More than 100 guests attended a morning tea on Wednesday to toast French at the newly-opened Gold Coast Motor Museum, which has been built by Gold Coast brothers Grant and Carl Amor.

Traditionally, the gathering is an annual reunion hosted by motor racing stalwart Ian Maudsley in August, but COVID-19 restrictions meant this year’s event had to be cancelled and a more casual function was held to mark French’s milestone birthday.

“I guess I’m glad he picked me,” French laughed to about Johnson’s 1981 co-driver selection.

“That was a pretty special win and it’s great that the car is still around for people to enjoy.

“But the older I get, the faster I was.”

Johnson also recounted the classic tale about French filling up the XD Falcon’s centre console with Vegemite sandwiches and orange quarters for his stints during the 1981 race.

“In those days Bathurst was the last race of the year and you basically brought the car home and parked it in the shed for a few months before you touched it,” said Johnson.

“I remember going to the car after that ‘81 race and thinking ‘what’s that bloody smell?’

“Looked in the console and there were the remnants for some Vegemite sandwiches and some old oranges.

“He was always pretty good on the tooth!”

French, with the sharp wit he is still renowned for, replied “Well, a man’s gotta eat.”

French was born in Millaa Millaa in Northern Queensland on November 28, 1930 and he raced from the 1960s well into the 1980s.

He won the Australian GT Championship in 1962 driving a Centaur-Waggott and won the Sandown 500 in 1969 in a Ford Falcon GTHO with Allan Moffat.

He finished first in class and second outright in a single-driver entry Bryan Byrt-backed GTHO Phase III at Bathurst in 1972.

French, who was a successful cyclist in his youth, was a well-known multi-franchise car dealer selling BMC vehicles, Alfa Romeo, Renault, Peugeot and Subaru in Brisbane.

He has been a regular attendee at one-off special events like the Leyburn Historic Sprints and was invited to be a part of the Pirtek Legends event at the Gold Coast 600 in 2009 and 2010 at the age of 78 and 79 respectively.

The Leyburn Historic Sprints are held each year in recognition of the 1949 Australian Grand Prix which was held just down the road on an old airstrip.

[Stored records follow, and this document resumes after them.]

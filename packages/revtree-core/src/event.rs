use crate::command::ChangeType;
use crate::ids::{Address, Id, Revision, REVISION_UNDEFINED};
use crate::value::Value;

#[cfg(feature = "serde")]
use serde::{Deserialize, Serialize};

/// Revisions of the model, object, and field *after* the change. Slots below
/// the level an event touches are `REVISION_UNDEFINED`.
#[derive(Clone, Copy, Debug, Eq, PartialEq, Hash)]
#[cfg_attr(feature = "serde", derive(Serialize, Deserialize))]
pub struct EventRevisions {
    pub model: Revision,
    pub object: Revision,
    pub field: Revision,
}

impl EventRevisions {
    pub fn model(model: Revision) -> Self {
        Self {
            model,
            object: REVISION_UNDEFINED,
            field: REVISION_UNDEFINED,
        }
    }

    pub fn object(model: Revision, object: Revision) -> Self {
        Self {
            model,
            object,
            field: REVISION_UNDEFINED,
        }
    }

    pub fn field(model: Revision, object: Revision, field: Revision) -> Self {
        Self {
            model,
            object,
            field,
        }
    }
}

/// Addition or removal of a model, object, or field.
#[derive(Clone, Debug, PartialEq)]
#[cfg_attr(feature = "serde", derive(Serialize, Deserialize))]
pub struct EntityEvent {
    pub change: ChangeType,
    pub target: Address,
    pub actor: Option<Id>,
    pub revisions: EventRevisions,
    pub in_transaction: bool,
    /// Direct consequence of another event in the same transaction, such as
    /// removing the fields of a removed object.
    pub implied: bool,
}

#[derive(Clone, Debug, PartialEq)]
#[cfg_attr(feature = "serde", derive(Serialize, Deserialize))]
pub struct FieldEvent {
    pub change: ChangeType,
    pub target: Address,
    pub actor: Option<Id>,
    pub old_value: Option<Value>,
    pub new_value: Option<Value>,
    pub revisions: EventRevisions,
    pub in_transaction: bool,
    pub implied: bool,
}

/// Fact about exactly one entity; mirrors [`crate::AtomicCommand`].
#[derive(Clone, Debug, PartialEq)]
#[cfg_attr(feature = "serde", derive(Serialize, Deserialize))]
pub enum AtomicEvent {
    Repository(EntityEvent),
    Model(EntityEvent),
    Object(EntityEvent),
    Field(FieldEvent),
}

impl AtomicEvent {
    pub fn target(&self) -> &Address {
        match self {
            AtomicEvent::Repository(e) | AtomicEvent::Model(e) | AtomicEvent::Object(e) => {
                &e.target
            }
            AtomicEvent::Field(e) => &e.target,
        }
    }

    pub fn change(&self) -> ChangeType {
        match self {
            AtomicEvent::Repository(e) | AtomicEvent::Model(e) | AtomicEvent::Object(e) => e.change,
            AtomicEvent::Field(e) => e.change,
        }
    }

    pub fn revisions(&self) -> EventRevisions {
        match self {
            AtomicEvent::Repository(e) | AtomicEvent::Model(e) | AtomicEvent::Object(e) => {
                e.revisions
            }
            AtomicEvent::Field(e) => e.revisions,
        }
    }

    pub fn actor(&self) -> Option<&Id> {
        match self {
            AtomicEvent::Repository(e) | AtomicEvent::Model(e) | AtomicEvent::Object(e) => {
                e.actor.as_ref()
            }
            AtomicEvent::Field(e) => e.actor.as_ref(),
        }
    }

    pub fn is_implied(&self) -> bool {
        match self {
            AtomicEvent::Repository(e) | AtomicEvent::Model(e) | AtomicEvent::Object(e) => {
                e.implied
            }
            AtomicEvent::Field(e) => e.implied,
        }
    }

    pub fn is_in_transaction(&self) -> bool {
        match self {
            AtomicEvent::Repository(e) | AtomicEvent::Model(e) | AtomicEvent::Object(e) => {
                e.in_transaction
            }
            AtomicEvent::Field(e) => e.in_transaction,
        }
    }

    pub(crate) fn mark_in_transaction(&mut self) {
        match self {
            AtomicEvent::Repository(e) | AtomicEvent::Model(e) | AtomicEvent::Object(e) => {
                e.in_transaction = true
            }
            AtomicEvent::Field(e) => e.in_transaction = true,
        }
    }
}

/// Atomic events that happened together as one unit.
#[derive(Clone, Debug, PartialEq)]
#[cfg_attr(feature = "serde", derive(Serialize, Deserialize))]
pub struct TransactionEvent {
    pub target: Address,
    pub actor: Option<Id>,
    pub events: Vec<AtomicEvent>,
}

#[derive(Clone, Debug, PartialEq)]
#[cfg_attr(feature = "serde", derive(Serialize, Deserialize))]
pub enum Event {
    Atomic(AtomicEvent),
    Transaction(TransactionEvent),
}

impl Event {
    pub fn target(&self) -> &Address {
        match self {
            Event::Atomic(e) => e.target(),
            Event::Transaction(tx) => &tx.target,
        }
    }

    pub fn atomic_events(&self) -> &[AtomicEvent] {
        match self {
            Event::Atomic(e) => std::slice::from_ref(e),
            Event::Transaction(tx) => &tx.events,
        }
    }

    /// Model revision after the whole event was applied.
    pub fn model_revision(&self) -> Revision {
        self.atomic_events()
            .iter()
            .map(|e| e.revisions().model)
            .max()
            .unwrap_or(REVISION_UNDEFINED)
    }

    /// A single event outside a transaction stays atomic; anything else is
    /// wrapped and every member is flagged as part of the transaction.
    pub(crate) fn from_atomic_events(
        target: Address,
        actor: Option<Id>,
        mut events: Vec<AtomicEvent>,
        in_transaction: bool,
    ) -> Option<Event> {
        if events.is_empty() {
            return None;
        }
        if events.len() == 1 && !in_transaction {
            return events.pop().map(Event::Atomic);
        }
        for event in &mut events {
            event.mark_in_transaction();
        }
        Some(Event::Transaction(TransactionEvent {
            target,
            actor,
            events,
        }))
    }
}

impl From<AtomicEvent> for Event {
    fn from(event: AtomicEvent) -> Self {
        Event::Atomic(event)
    }
}

impl From<TransactionEvent> for Event {
    fn from(event: TransactionEvent) -> Self {
        Event::Transaction(event)
    }
}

Ironically, French rode his motorcycle out to Leyburn from Brisbane (now 2.5 hours on reasonable roads), as an 18-year-old with a mate to watch that original Grand Prix.

“Yep, I was there for the Grand Prix and have been to most of the Leyburn Sprints since they started 25 years ago,” said French.

“It was disappointing they had to be cancelled this year because of COVID-19 but I am already looking forward to August next year.”

The 25th anniversary 2021 Leyburn Sprints will be held on August 21-22, 2021.